EXERCISE INSTRUCTIONS: Report only how many lines of the records contain the word "COUNTER".

Collected data entries:
○ ○ ○ ○

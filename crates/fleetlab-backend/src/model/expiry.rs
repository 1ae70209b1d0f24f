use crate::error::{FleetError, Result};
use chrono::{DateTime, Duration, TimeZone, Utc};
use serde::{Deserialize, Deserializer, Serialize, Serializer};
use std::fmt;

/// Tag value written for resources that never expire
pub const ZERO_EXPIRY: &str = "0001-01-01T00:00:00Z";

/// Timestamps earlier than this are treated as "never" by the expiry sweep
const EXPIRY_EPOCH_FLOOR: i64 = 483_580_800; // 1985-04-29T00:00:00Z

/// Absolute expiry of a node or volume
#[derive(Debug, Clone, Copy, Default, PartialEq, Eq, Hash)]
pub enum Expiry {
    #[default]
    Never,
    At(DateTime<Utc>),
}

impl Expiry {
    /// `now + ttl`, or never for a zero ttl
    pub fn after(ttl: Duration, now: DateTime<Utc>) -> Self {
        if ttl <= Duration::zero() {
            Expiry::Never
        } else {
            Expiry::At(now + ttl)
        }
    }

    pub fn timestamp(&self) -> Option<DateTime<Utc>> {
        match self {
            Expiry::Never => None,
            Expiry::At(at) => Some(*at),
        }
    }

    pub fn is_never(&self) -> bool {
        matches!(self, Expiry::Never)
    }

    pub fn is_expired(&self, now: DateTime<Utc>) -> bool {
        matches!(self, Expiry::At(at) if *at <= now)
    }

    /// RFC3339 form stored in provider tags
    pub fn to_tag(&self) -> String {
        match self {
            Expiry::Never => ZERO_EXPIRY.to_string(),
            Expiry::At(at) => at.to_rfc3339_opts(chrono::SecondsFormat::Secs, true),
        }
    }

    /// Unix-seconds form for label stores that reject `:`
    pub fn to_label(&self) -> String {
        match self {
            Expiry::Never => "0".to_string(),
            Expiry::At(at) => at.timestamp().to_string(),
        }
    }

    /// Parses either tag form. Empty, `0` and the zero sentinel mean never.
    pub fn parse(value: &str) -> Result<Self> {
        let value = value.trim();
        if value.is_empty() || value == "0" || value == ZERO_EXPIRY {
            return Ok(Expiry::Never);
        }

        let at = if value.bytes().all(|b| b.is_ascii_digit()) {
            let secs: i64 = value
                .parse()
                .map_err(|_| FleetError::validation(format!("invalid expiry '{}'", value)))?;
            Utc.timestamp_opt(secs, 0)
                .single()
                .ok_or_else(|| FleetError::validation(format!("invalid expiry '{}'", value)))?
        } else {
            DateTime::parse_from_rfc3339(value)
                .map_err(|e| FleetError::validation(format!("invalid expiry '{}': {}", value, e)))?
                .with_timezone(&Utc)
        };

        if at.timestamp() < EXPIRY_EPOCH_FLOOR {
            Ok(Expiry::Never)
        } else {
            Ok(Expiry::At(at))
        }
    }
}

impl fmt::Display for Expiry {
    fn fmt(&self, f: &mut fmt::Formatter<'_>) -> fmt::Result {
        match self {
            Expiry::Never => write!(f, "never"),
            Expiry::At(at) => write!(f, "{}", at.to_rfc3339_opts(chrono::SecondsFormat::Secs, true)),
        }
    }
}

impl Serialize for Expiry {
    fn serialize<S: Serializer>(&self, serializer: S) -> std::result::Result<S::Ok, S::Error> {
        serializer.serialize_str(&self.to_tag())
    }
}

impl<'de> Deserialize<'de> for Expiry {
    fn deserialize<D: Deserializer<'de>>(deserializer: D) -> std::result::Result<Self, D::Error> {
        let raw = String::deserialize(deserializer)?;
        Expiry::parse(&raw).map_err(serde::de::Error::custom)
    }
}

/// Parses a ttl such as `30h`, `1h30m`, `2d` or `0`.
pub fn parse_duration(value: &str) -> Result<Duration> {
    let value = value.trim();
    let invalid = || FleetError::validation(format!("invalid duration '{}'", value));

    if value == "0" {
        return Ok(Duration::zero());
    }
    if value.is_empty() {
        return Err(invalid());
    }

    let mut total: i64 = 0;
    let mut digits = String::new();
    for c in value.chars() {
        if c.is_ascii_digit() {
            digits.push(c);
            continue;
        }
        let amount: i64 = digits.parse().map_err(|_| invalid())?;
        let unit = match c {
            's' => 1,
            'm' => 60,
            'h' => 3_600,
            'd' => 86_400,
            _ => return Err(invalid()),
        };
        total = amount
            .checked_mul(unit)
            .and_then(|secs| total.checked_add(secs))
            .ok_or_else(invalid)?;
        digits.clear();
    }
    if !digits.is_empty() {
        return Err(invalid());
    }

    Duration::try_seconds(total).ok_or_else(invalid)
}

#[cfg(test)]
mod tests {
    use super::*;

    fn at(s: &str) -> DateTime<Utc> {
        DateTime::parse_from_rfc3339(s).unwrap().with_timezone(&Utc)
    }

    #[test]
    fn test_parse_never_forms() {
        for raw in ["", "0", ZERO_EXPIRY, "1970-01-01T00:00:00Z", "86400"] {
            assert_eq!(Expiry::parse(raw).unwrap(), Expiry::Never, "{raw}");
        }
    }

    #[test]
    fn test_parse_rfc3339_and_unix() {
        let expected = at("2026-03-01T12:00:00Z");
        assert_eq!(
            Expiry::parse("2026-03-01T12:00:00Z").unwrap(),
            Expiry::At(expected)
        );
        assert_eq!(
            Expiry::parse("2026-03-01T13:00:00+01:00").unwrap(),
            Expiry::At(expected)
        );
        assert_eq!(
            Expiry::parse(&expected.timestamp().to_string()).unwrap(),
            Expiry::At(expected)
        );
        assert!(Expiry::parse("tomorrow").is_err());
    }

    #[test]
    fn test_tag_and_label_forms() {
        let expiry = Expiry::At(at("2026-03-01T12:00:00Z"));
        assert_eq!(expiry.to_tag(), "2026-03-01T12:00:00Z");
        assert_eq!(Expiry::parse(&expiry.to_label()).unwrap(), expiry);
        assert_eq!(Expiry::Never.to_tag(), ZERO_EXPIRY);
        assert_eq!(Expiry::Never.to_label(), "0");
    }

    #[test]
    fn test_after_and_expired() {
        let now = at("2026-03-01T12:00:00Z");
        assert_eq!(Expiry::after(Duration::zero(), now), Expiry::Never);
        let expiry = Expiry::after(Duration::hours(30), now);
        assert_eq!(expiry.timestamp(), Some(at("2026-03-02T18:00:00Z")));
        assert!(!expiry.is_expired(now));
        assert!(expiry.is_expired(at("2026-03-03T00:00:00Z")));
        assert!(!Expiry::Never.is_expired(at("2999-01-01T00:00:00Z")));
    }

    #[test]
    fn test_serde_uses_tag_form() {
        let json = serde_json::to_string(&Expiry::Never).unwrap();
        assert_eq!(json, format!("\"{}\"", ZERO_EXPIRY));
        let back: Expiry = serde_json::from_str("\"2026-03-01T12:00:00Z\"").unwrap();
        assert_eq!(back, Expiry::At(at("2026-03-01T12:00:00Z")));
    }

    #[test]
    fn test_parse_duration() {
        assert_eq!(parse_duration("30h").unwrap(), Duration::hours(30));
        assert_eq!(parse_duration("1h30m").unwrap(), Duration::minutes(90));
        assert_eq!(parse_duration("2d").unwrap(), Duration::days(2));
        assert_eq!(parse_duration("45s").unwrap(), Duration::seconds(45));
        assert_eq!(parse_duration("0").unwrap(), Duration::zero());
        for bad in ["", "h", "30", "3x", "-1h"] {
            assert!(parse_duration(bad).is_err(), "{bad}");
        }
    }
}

○ ○ ○ ○

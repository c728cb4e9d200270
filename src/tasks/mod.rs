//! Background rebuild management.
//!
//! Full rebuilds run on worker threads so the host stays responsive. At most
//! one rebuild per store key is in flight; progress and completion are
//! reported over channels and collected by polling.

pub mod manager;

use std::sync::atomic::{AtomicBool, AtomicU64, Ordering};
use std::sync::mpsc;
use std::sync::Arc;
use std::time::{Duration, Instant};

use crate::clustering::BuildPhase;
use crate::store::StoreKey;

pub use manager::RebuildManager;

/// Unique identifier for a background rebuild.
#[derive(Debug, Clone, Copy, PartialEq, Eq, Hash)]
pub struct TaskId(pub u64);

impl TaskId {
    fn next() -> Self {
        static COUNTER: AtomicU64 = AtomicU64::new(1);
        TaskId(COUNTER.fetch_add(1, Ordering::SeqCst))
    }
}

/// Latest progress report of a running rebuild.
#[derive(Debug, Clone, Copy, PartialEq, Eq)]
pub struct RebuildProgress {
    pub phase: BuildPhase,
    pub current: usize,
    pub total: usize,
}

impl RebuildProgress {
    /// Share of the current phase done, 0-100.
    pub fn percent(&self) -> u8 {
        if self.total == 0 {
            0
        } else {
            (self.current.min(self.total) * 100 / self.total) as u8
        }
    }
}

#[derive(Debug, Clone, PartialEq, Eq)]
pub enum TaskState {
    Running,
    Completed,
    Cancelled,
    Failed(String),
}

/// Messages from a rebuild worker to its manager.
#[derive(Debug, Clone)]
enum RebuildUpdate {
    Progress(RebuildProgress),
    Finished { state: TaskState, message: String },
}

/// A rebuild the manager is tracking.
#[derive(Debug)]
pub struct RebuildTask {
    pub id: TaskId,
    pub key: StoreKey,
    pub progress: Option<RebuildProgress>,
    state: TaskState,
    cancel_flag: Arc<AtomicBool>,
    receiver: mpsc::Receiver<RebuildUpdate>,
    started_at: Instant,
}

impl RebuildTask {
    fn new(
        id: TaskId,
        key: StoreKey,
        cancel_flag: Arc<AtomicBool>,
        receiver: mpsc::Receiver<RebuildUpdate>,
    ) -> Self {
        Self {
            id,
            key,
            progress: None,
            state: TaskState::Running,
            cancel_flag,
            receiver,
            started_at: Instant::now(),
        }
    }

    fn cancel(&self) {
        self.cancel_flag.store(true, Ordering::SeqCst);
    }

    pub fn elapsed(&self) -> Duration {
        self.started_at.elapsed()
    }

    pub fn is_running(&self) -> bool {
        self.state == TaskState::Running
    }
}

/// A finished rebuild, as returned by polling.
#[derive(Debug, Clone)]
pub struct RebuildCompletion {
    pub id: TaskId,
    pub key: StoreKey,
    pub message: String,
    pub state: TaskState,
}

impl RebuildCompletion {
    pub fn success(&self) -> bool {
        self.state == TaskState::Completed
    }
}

○ ○ ○ ○

REPLY: 2